The situation is more complex when we look at cognitivism, post-behaviorist psychology that focusses on mental representation, language, and the formal organization of cognition. Chomsky argued that a defining trait of humans was a capacity for "generative grammar," the ability that the parts of language give to generate an indefinitely large (demonstrably infinite, in fact) set of potential sentences. Thus generative grammar could be interpreted as a reason to make a distinction between humans and non-human animals in terms of the mental states that we attribute to them respectively. Davidson refined the model of intentional states as "propositional attitudes," and he explicitly states that on his view, language-capable beings can be rightly said to possess beliefs, desires, hopes, etc.

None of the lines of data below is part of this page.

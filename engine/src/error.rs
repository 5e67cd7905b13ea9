//! Error types for scenery-engine.
//!
//! The resolution pipeline itself is total and never fails; errors only
//! arise when constructing configuration or the calendar event registry.

use thiserror::Error;

/// Result type for scenery-engine operations.
pub type Result<T> = std::result::Result<T, Error>;

/// Errors that can occur when setting up the engine.
#[derive(Error, Debug)]
pub enum Error {
    /// Two calendar events claim the same day of year.
    #[error("calendar events '{first}' and '{second}' are both active on {month:02}-{day:02}")]
    OverlappingEvents {
        first: String,
        second: String,
        month: u32,
        day: u32,
    },

    /// A calendar event range uses an impossible month/day.
    #[error("calendar event '{name}' has invalid date {month:02}-{day:02}")]
    InvalidEventDate { name: String, month: u32, day: u32 },

    /// Configuration value out of range or inconsistent.
    #[error("invalid configuration: {0}")]
    Configuration(String),

    /// Configuration file could not be read.
    #[error("I/O error: {0}")]
    Io(String),

    /// Configuration file could not be parsed.
    #[error("TOML error: {0}")]
    Toml(#[from] toml::de::Error),

    /// Forecast payload could not be parsed.
    #[error("JSON error: {0}")]
    Json(#[from] serde_json::Error),
}
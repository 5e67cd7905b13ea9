//! Input and output data types of the engine.
//!
//! Everything here is an immutable value: conditions and sun times come
//! in from the provider adapters, asset identifiers and timeline
//! entries go out to the presentation layer and the scheduler.

pub mod asset;
pub mod condition;
pub mod forecast;

pub use asset::AssetId;
pub use condition::WeatherCondition;
pub use forecast::{ForecastSample, SunTimes, TimelineEntry};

And Fodor and his followers think that the syntactical structure of language may be the bridge between the semantic content of the mental and some kind of formal physical properties (of the nervous system, say). The issue here is about the relationship between thought and language. My initial response is intuitive: thought and language are not, as the cognitivists would have it, a chicken-and-egg pair. Thought must predate language by a very long way. Nervous tissue is older than bone tissue: our neurons and those of invertebrates are more similar in structure than most of the rest of us. The question here is whether we will come to see "mental representation," somehow understood, as a ubiquitous and ineliminable feature of animals with nervous systems, or we will come to understand nervous system function in a way that no longer refers to mental content. I really don't know which way that will go, but I doubt that it will turn out that human thinking is different in any radical way from that of many non-human animals. As to the rejoinder that we can just look and see that humans are cognitively very special, my response is that we won't find out much more about that if we start off with an ill-conceived insistence on some sort of fundamental difference.